Chi è stato nella terra di mezzo farà fatica a riprendere, chi invece ha lavorato costantemente non avrà secondo me problema a ripartire. 

Chi fa questo lavoro non può permettersi di pensare solo all’oggi, ma deve avere una visione molto più ampia, organizzare l’oggi per un futuro lontano, deve essere tutto in funzione di qualcosa di più grande, i passi che facciamo devono aiutarci ad arrivare ad un obiettivo che non sia fine a sé stesso. 

I club secondo me devono ripartire da resident forti sotto il punto di vista musicale,  che hanno piena capacità di giostrare la serata senza bisogno di un “big name”,  gli ospiti come in tutte le cose devono essere delle cose in più, un valore aggiunto, ma bisogna avere dei padroni di casa in grado di guidare la macchina al meglio.

Bisogna circondarsi di professionisti, nell’ultimo periodo ho visto sempre più persone avere mansioni, senza avere le giuste capacità, ti parlo sempre per quanto riguarda il club.

E si deve essere aperti a collaborazioni, collaborare è una parola forte, ora più che mai se vogliamo ripartire e farlo bene, c’è bisogno di collaborazioni ed essere aperti mentalmente e umanamente parlando, mettere da parte un po’ l’ego e avere le antenne ben puntate.

Quali sono i tuoi obiettivi da qui ai prossimi tre anni?

Sicuramente quello di affermare maggiormente l’etichetta discografica e ampliare gli orizzonti, lavorando con realtà diverse e allargare il bacino di artisti.

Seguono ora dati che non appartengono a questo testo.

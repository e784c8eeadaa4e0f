//=========================================================================
// Prelude
//=========================================================================
//
// Convenience module that re-exports commonly used types and traits.
//
// Usage:
//   use sge::prelude::*;
//
//=========================================================================

//=== Public API ==========================================================

// Engine & settings
pub use crate::config::GameConfig;
pub use crate::engine::{Engine, EngineBuilder};
pub use crate::error::{Result, SgeError};

// Game
pub use crate::core::game::{EventContext, Game, GameContext, GameHandler, RoomHandler, StepTime};
pub use crate::core::TickControl;

// Rooms & objects
pub use crate::core::alarms::Alarms;
pub use crate::core::collision::Other;
pub use crate::core::object::{Behavior, Object, ObjectId, ObjectState};
pub use crate::core::room::{Room, RoomKey, View};

// Graphics
pub use crate::core::gfx::{
    Background, BackgroundLayer, BlendMode, Color, DrawCommand, Font, Frame, HAlign, NullRenderer, Pixmap,
    RenderMethod, Renderer, ShapeStyle, SoftwareRenderer, Sprite, TextStyle, TileGrid, VAlign,
};

// Input
pub use crate::core::input::{InputEvent, KeyCode, Modifiers, MouseButton, StateTracker};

Creare un punto di connessione, uno studio che lavori a tutto tondo per la label, questa è una cosa che c’era già nei nostri piani, ma che abbiamo dovuto un attimo accantonare proprio per quello che è successo. 

Un altro obiettivo è quello di fare un’agenzia che si occupi degli artisti a 360°. Per dare maggior supporto all’artista nel proprio percorso, circondandolo di professionisti giusti che possano aiutarlo nel lavoro e nella crescita personale.

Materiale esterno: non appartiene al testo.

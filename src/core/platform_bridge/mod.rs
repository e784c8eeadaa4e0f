//=========================================================================
// Platform Bridge
//=========================================================================
//
// Bridges the platform layer (winit) with the logic thread.
//
// This module defines the contract between the platform implementation
// and the game loop, so the window backend can change without touching
// core code.
//
// Components:
// - `interface`: messages in both directions and platform errors
// - `event_collector`: core-side event collection
//
//=========================================================================

//=== Module Declarations =================================================

pub(crate) mod event_collector;
pub(crate) mod interface;

//=== Internal API ========================================================

pub use event_collector::TickControl;

pub(crate) use event_collector::EventCollector;
pub(crate) use interface::{CoreEvent, PlatformError, PlatformEvent};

Infine, lo step successivo, quello legato agli eventi, una volta raggiunta una certa credibilità abbiamo intenzione di creare degli showcase. Il passo grosso grosso però non lo possiamo dire.

Per concludere, rivelaci di che colore ti senti oggi e che suono ha.

Oggi ho delle tonalità di blu, ultimamente è un colore che è molto presente nella mia vita, anche se non è tra i miei preferiti. Il suono è quello di un pad leggero che si apre piano piano, con un piattino in sedicesimi che va da destra a sinistra e viceversa, continuamente.

Una voce leggera, bassa. Che vorresti fosse più alta per sentirla di più, ma invece è li,  perché devi farci attenzione e non basta solo alzare il volume.